Kretschmer weiter: „Deswegen investiert dieses Land sehr in den ländlichen Raum, vom Breitband bis über den öffentlichen Personen-Nahverkehr.” Besonders wichtig für die Menschen in schrumpfenden sächsischen Dörfern ist eine weitere Zusage des Ministerpräsidenten: „Auf eines können sich die Menschen verlassen in Sachsen: Es wird keine Schule mehr geschlossen. Die, die jetzt da sind, die bleiben.”

Brandenburg: CDU-Koalition mit der Linken?

In Sachsen ist die CDU seit der Wende 1990 Regierungspartei und kämpft um ihren Führungsanspruch. In Brandenburg ist die Ausgangslage genau umgekehrt: Dort versucht die Union, den Sprung von der Opposition an die Spitze der Parteientabellen − und um Beteiligung an einer Koalitionsregierung. Die Aussichten für CDU-Chef Ingo Senftleben sind aber mäßig. Hoffnung machen kann der Absturz der Sozialdemokraten von fast 32 auf 21 Prozent. Problematisch: In Brandenburg liegen gleich fünf Parteien − CDU, SPD, Linke, Grüne und AfD − nur wenige Prozentpunkte auseinander.

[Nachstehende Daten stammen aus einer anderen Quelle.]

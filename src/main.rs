//! treedns
//!
//! Runs one name-server node: binds a loopback UDP port, registers with the
//! parent (unless this is the root), then serves registrations and queries
//! while reading operator commands from stdin.

use clap::Parser;
use std::net::{IpAddr, SocketAddr};
use std::process::ExitCode;
use std::time::Duration;
use tokio::io::BufReader;
use tracing::{error, info, Level};
use tracing_subscriber::{fmt, prelude::*, EnvFilter};

use treedns::{DomainName, Error, LoopExit, Node, NodeConfig, PortSelection, Result};

/// How long to wait for runtime tasks after the node stops
const RUNTIME_SHUTDOWN_GRACE: Duration = Duration::from_millis(250);

// =============================================================================
// CLI Arguments
// =============================================================================

/// treedns - hierarchical name-server node
#[derive(Parser, Debug)]
#[command(author, version, about, long_about = None)]
struct Args {
    /// Domain this node is authoritative for ("." for the root)
    #[arg(long, env = "TREEDNS_DOMAIN")]
    domain: String,

    /// Port of the parent node (required unless this is the root)
    #[arg(long, env = "TREEDNS_PARENT_PORT")]
    parent_port: Option<u16>,

    /// Address of the parent node
    #[arg(long, env = "TREEDNS_PARENT_HOST", default_value = "127.0.0.1")]
    parent_host: IpAddr,

    /// Loopback address to bind
    #[arg(long, env = "TREEDNS_BIND_HOST", default_value = "127.0.0.1")]
    bind_host: IpAddr,

    /// Fixed port to bind (default: random in 53000-53999)
    #[arg(long, env = "TREEDNS_PORT")]
    port: Option<u16>,

    /// Seconds to wait for the parent to acknowledge registration
    #[arg(long, env = "TREEDNS_HANDSHAKE_TIMEOUT", default_value = "3")]
    handshake_timeout_secs: u64,

    /// Log level (trace, debug, info, warn, error)
    #[arg(long, env = "LOG_LEVEL", default_value = "info")]
    log_level: String,

    /// Output logs as JSON
    #[arg(long, env = "LOG_JSON")]
    log_json: bool,
}

impl Args {
    fn node_config(&self) -> Result<NodeConfig> {
        let domain = DomainName::parse(&self.domain)?;

        let parent = match (domain.is_root(), self.parent_port) {
            (true, None) => None,
            (false, Some(port)) => Some(SocketAddr::new(self.parent_host, port)),
            (true, Some(_)) => {
                return Err(Error::Configuration(
                    "the root domain does not take --parent-port".to_string(),
                ))
            }
            (false, None) => {
                return Err(Error::Configuration(format!(
                    "--parent-port is required for domain {}",
                    domain
                )))
            }
        };

        Ok(NodeConfig {
            domain,
            bind_host: self.bind_host,
            port: self.port.map(PortSelection::Fixed).unwrap_or_default(),
            parent,
            handshake_timeout: Duration::from_secs(self.handshake_timeout_secs),
        })
    }
}

// =============================================================================
// Main
// =============================================================================

fn main() -> ExitCode {
    let args = Args::parse();

    // Initialize logging
    init_logging(&args);

    let runtime = match tokio::runtime::Builder::new_multi_thread().enable_all().build() {
        Ok(runtime) => runtime,
        Err(e) => {
            error!("Failed to start runtime: {}", e);
            return ExitCode::FAILURE;
        }
    };

    let result = runtime.block_on(run(args));

    // A pending stdin read cannot be cancelled; don't wait on it
    runtime.shutdown_timeout(RUNTIME_SHUTDOWN_GRACE);

    match result {
        Ok(exit) => {
            info!(reason = ?exit, "Server shut down");
            ExitCode::SUCCESS
        }
        Err(e) => {
            if e.is_handshake_failure() {
                error!("Could not register with the parent server: {}", e);
            } else {
                error!("Server failed: {}", e);
            }
            ExitCode::from(e.exit_code())
        }
    }
}

async fn run(args: Args) -> Result<LoopExit> {
    let config = args.node_config()?;

    let node = Node::bind(config).await?;

    info!("Starting treedns node");
    info!("  Version: {}", treedns::VERSION);
    info!("  Domain: {}", node.domain());
    if let Some(parent) = node.parent() {
        info!("  Parent: {}", parent);
    }
    info!("  Listening on: {}", node.local_addr());

    // Ctrl-C behaves like the `end` command
    let shutdown = node.shutdown_handle();
    tokio::spawn(async move {
        if tokio::signal::ctrl_c().await.is_ok() {
            let _ = shutdown.send(());
        }
    });

    let console = BufReader::new(tokio::io::stdin());
    node.run(console, tokio::io::stdout()).await
}

// =============================================================================
// Logging Setup
// =============================================================================

fn init_logging(args: &Args) {
    let level = match args.log_level.to_lowercase().as_str() {
        "trace" => Level::TRACE,
        "debug" => Level::DEBUG,
        "info" => Level::INFO,
        "warn" => Level::WARN,
        "error" => Level::ERROR,
        _ => Level::INFO,
    };

    let filter = EnvFilter::from_default_env().add_directive(level.into());

    if args.log_json {
        tracing_subscriber::registry()
            .with(filter)
            .with(fmt::layer().json().with_writer(std::io::stderr))
            .init();
    } else {
        tracing_subscriber::registry()
            .with(filter)
            .with(fmt::layer().with_target(true).with_writer(std::io::stderr))
            .init();
    }
}

#[cfg(test)]
mod tests {
    use super::*;

    fn parse(argv: &[&str]) -> Args {
        Args::try_parse_from(std::iter::once("treedns").chain(argv.iter().copied())).unwrap()
    }

    #[test]
    fn test_root_args() {
        let config = parse(&["--domain", "."]).node_config().unwrap();
        assert!(config.domain.is_root());
        assert!(config.parent.is_none());
        assert_eq!(config.port, PortSelection::default());
        assert_eq!(config.handshake_timeout, Duration::from_secs(3));
    }

    #[test]
    fn test_child_args() {
        let config = parse(&["--domain", "com", "--parent-port", "53001", "--port", "53002"])
            .node_config()
            .unwrap();
        assert_eq!(config.parent, Some("127.0.0.1:53001".parse().unwrap()));
        assert_eq!(config.port, PortSelection::Fixed(53002));
    }

    #[test]
    fn test_parent_port_required_for_child() {
        assert!(parse(&["--domain", "com"]).node_config().is_err());
        assert!(parse(&["--domain", ".", "--parent-port", "53001"]).node_config().is_err());
    }
}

Am Wahlabend wird es darum in Potsdam ziemlich sicher auf eine Dreier-Koalition hinauslaufen. Und womöglich auf ein Novum: Als erster führender CDU-Politiker will Senftleben auch eine Koalition mit der Linken nicht ausschließen. Was den Brandenburger CDU-Chef natürlich auf Kollisionskurs mit der Bundes-CDU und mit seinem sächsischem Parteifreund Kretschmer bringt. Denn der bemüht sich um strikte Abgrenzung nach rechts und links.

Grüne auf Sinkflug

Bedeutsamer Lichtblick aus Unionssicht: In den beiden Ostbundesländern erhält der Höhenflug der Grünen einen sichtbaren Dämpfer. Denn in den aktuellen Umfragen geht es für die Grünen nicht mehr bergauf, sondern geradeaus oder gar bergab. Die Parteien der Ministerpräsidenten − SPD in Brandenburg, CDU in Sachsen − legten zu, eben auch auf Kosten der Grünen.

Was bei den Grünen-Chefs an den Nerven zehrt. Ihre Botschaften werden aggressiver auf diesen letzten Metern. Robert Habeck und Co-Parteichefin Annalena Baerbock teilen ungewohnt heftig aus gegen CDU und SPD, werfen ihnen unseriöse Politik vor. Dabei wollten die beiden Grünen vorgeblich konstruktiv sein und vor allem über sich reden statt über die anderen. Aber jetzt werden eben auch die Grünen nervös − aus guten Gründen. (dpa/BK/H.M.)